Optimal conditions for assay of cytochrome-c-oxidase activity in human skeletal muscle tissue

Abstract

Conditions for the assay of cytochrome c oxidase in human skeletal muscle tissue were studied, including an evaluation of the optimal conditions during the in vitro assays as well as the optimal conditions for storage and treatment of the tissue before the assay. The activity of cytochrome c oxidase was assayed polarographically with a Clark O2 electrode. Optimal O2 consumption rates were obtained at a cytochrome c concentration > 0.2 mmol/l, in the presence of TMPD [tetramethyl-p-phenylenediamine] 2.2 mmol/l and ascorbic acid 4.4 mmol/l as reducing agents. Enzyme proportionality was obtained after correction of the O2 consumption rates for a blank reaction according to 1 of 3 alternatives presented. Variations in the homogenizing technique and the degree of dilution of the homogenate (1:11-1:88) had only moderate effects on the enzyme activity.
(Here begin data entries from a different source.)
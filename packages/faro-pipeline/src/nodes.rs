use serde_json::Value;

use crate::{
	LookupKind, Pipeline, Route, StateUpdate, images::encode_image_base64, prompts,
	state::PipelineState,
};

/// Describes an attached query image and folds the description into the
/// question so every later node sees it. No-op without an attachment.
pub(crate) async fn image_analyzer(pipeline: &Pipeline, state: &PipelineState) -> StateUpdate {
	let Some(image) = state.query_image.as_deref() else {
		return StateUpdate::default();
	};

	let prompt = prompts::image_query_prompt(&state.question);

	match pipeline
		.providers
		.vision
		.describe(&pipeline.cfg.providers.vision, &prompt, image)
		.await
	{
		Ok(description) => StateUpdate {
			question: Some(format!(
				"{}\n\nCONTEXTO DE IMAGEN ADJUNTA:\n{description}",
				state.question
			)),
			trace: vec!["Imagen adjunta analizada y añadida a la pregunta.".to_string()],
			..StateUpdate::default()
		},
		Err(err) => {
			tracing::warn!(error = %err, "Query image analysis failed; continuing without it.");

			StateUpdate::default()
		},
	}
}

/// Entity questions go straight to retrieval without a model call; everything
/// else is classified, and a failed or unparseable classification fails open
/// toward the richer document-retrieval path.
pub(crate) async fn router(pipeline: &Pipeline, state: &PipelineState) -> StateUpdate {
	if pipeline.matcher.detect(&state.question).is_entity_query() {
		return StateUpdate {
			route: Some(Route::Retrieval),
			trace: vec![
				"Router: consulta de entidad detectada, ruta directa a recuperación.".to_string(),
			],
			..StateUpdate::default()
		};
	}

	let prompt = prompts::classifier_prompt(&state.question);
	let messages = [serde_json::json!({ "role": "user", "content": prompt })];
	let decision = match pipeline
		.providers
		.chat
		.complete(&pipeline.cfg.providers.chat, &messages)
		.await
	{
		Ok(raw) => {
			let raw = raw.to_uppercase();

			if raw.contains("SALUDO") {
				Route::Greeting
			} else if raw.contains("DATA") {
				Route::DataLookup
			} else {
				Route::Retrieval
			}
		},
		Err(err) => {
			tracing::warn!(error = %err, "Classification failed; defaulting to retrieval.");

			Route::Retrieval
		},
	};

	match decision {
		Route::Greeting => StateUpdate {
			route: Some(Route::Greeting),
			answer: Some(prompts::GREETING_RESPONSE.to_string()),
			trace: vec!["Router: saludo, respuesta inmediata.".to_string()],
			..StateUpdate::default()
		},
		Route::DataLookup => StateUpdate {
			route: Some(Route::DataLookup),
			trace: vec!["Router: consulta de datos tabulares.".to_string()],
			..StateUpdate::default()
		},
		Route::Retrieval => StateUpdate {
			route: Some(Route::Retrieval),
			trace: vec!["Router: consulta documental.".to_string()],
			..StateUpdate::default()
		},
	}
}

/// Extracts `{name, type}` from the question and resolves it against the
/// structured-record collaborator. Extraction failures degrade to safe
/// defaults; lookup failures degrade to an error context, never a request
/// failure.
pub(crate) async fn data_tool(pipeline: &Pipeline, state: &PipelineState) -> StateUpdate {
	let prompt = prompts::extraction_prompt(&state.question);
	let messages = [serde_json::json!({ "role": "user", "content": prompt })];
	let (name, kind) = match pipeline
		.providers
		.chat
		.extract(&pipeline.cfg.providers.chat, &messages)
		.await
	{
		Ok(parsed) => parse_lookup(&parsed),
		Err(err) => {
			tracing::warn!(error = %err, "Record extraction failed; using defaults.");

			("Desconocido".to_string(), LookupKind::General)
		},
	};
	let mut trace = vec![format!(
		"Herramienta de datos: consultando '{name}' ({}).",
		kind.as_str()
	)];

	let context = match pipeline.records.lookup(&name, kind).await {
		Ok(records) => format!("DATOS DE RRHH CONSULTADOS:\n{records}"),
		Err(err) => {
			tracing::warn!(error = %err, "Record lookup failed.");
			trace.push("La consulta de registros falló.".to_string());

			prompts::RECORD_LOOKUP_FAILURE_CONTEXT.to_string()
		},
	};

	StateUpdate { context: Some(context), trace, ..StateUpdate::default() }
}

pub(crate) async fn retriever(pipeline: &Pipeline, state: &PipelineState) -> StateUpdate {
	let outcome = pipeline.retriever.retrieve(&state.question).await;

	StateUpdate {
		context: Some(outcome.context),
		candidate_images: Some(outcome.candidate_images),
		sources: Some(outcome.sources),
		trace: outcome.steps,
		..StateUpdate::default()
	}
}

/// Verifies each candidate image visually. When the verifier rejects every
/// candidate, all of them are kept as "related": an over-strict verifier must
/// not erase recall the retriever already paid for.
pub(crate) async fn visual_filter(pipeline: &Pipeline, state: &PipelineState) -> StateUpdate {
	if state.candidate_images.is_empty() {
		return StateUpdate {
			final_images: Some(Vec::new()),
			visual_evidence: Some(String::new()),
			..StateUpdate::default()
		};
	}

	let prompt = prompts::visual_verification_prompt(&state.question);
	let mut validated = Vec::new();
	let mut observations = Vec::new();
	let mut trace = vec![format!(
		"Analizando {} imágenes candidatas.",
		state.candidate_images.len()
	)];

	for path in &state.candidate_images {
		let Some(image_b64) = encode_image_base64(&pipeline.images_root, path) else {
			continue;
		};

		match pipeline
			.providers
			.vision
			.describe(&pipeline.cfg.providers.vision, &prompt, &image_b64)
			.await
		{
			Ok(analysis) => {
				let verdict = analysis.to_uppercase();

				if verdict.contains("SÍ") || verdict.contains("YES") {
					validated.push(path.clone());
					observations.push(format!("OBSERVACIÓN ({path}): {analysis}"));
				}
			},
			Err(err) => {
				tracing::warn!(path = %path, error = %err, "Visual verification failed; skipping image.");
			},
		}
	}

	if validated.is_empty() {
		trace.push(
			"Filtro visual sin confirmaciones; se mantienen las candidatas por similitud."
				.to_string(),
		);
		validated = state.candidate_images.clone();
	}

	StateUpdate {
		final_images: Some(validated),
		visual_evidence: Some(observations.join("\n")),
		trace,
		..StateUpdate::default()
	}
}

/// Builds the grounded generation prompt and screens the model output before
/// it leaves the pipeline. With no evidence at all it answers the fixed
/// not-found message instead of calling the model.
pub(crate) async fn generator(pipeline: &Pipeline, state: &PipelineState) -> StateUpdate {
	if state.route == Some(Route::Greeting) {
		return StateUpdate::default();
	}
	if state.context.is_empty() && state.visual_evidence.is_empty() {
		return StateUpdate {
			answer: Some(prompts::NOT_FOUND_RESPONSE.to_string()),
			trace: vec!["Sin evidencia; respuesta fija de no encontrado.".to_string()],
			..StateUpdate::default()
		};
	}

	let block = prompts::context_block(&state.context, &state.visual_evidence);
	let prompt = prompts::generation_prompt(state.style, &block, &state.question);
	let messages = [serde_json::json!({ "role": "user", "content": prompt })];

	match pipeline
		.providers
		.chat
		.complete(&pipeline.cfg.providers.chat, &messages)
		.await
	{
		Ok(raw) => StateUpdate {
			answer: Some(pipeline.guardrail.screen(raw)),
			trace: vec!["Respuesta generada.".to_string()],
			..StateUpdate::default()
		},
		Err(err) => {
			tracing::warn!(error = %err, "Generation failed.");

			StateUpdate {
				answer: Some(prompts::GENERATION_FAILURE_RESPONSE.to_string()),
				trace: vec!["La generación falló; respuesta degradada.".to_string()],
				..StateUpdate::default()
			}
		},
	}
}

fn parse_lookup(parsed: &Value) -> (String, LookupKind) {
	let name = parsed
		.get("name")
		.and_then(Value::as_str)
		.filter(|name| !name.trim().is_empty())
		.unwrap_or("Desconocido")
		.to_string();
	let kind = parsed
		.get("type")
		.and_then(Value::as_str)
		.map(LookupKind::parse)
		.unwrap_or(LookupKind::General);

	(name, kind)
}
Optimal storage conditions were evaluated by comparing the enzyme activities measured in fresh muscles, frozen muscles and homogenates prepared from fresh muscles. During all storage conditions significantly higher activities were obtained when sucrose buffer (0.25 mol/l) was used as homogenizing medium as compared to phosphate buffer (0.1 mol/l). Freezing and thawing of the muscle tissue before the assay caused an average decrease in the enzyme activity of 50% (P < 0.005) as compared to the activity obtained in fresh tissue. This untoward effect of the freezing and thawing was reduced when the enzyme activity was analyzed in frozen homogenates prepared from fresh muscles. An average decrease in the enzyme activity of 15% (P < 0.05) was found in frozen homogenates prepared in sucrose buffer compared to the activity obtained in the fresh tissue. The importance of evaluating the effects of the tissue treatment for comparative studies of maximum enzyme activities in vitro was emphasized.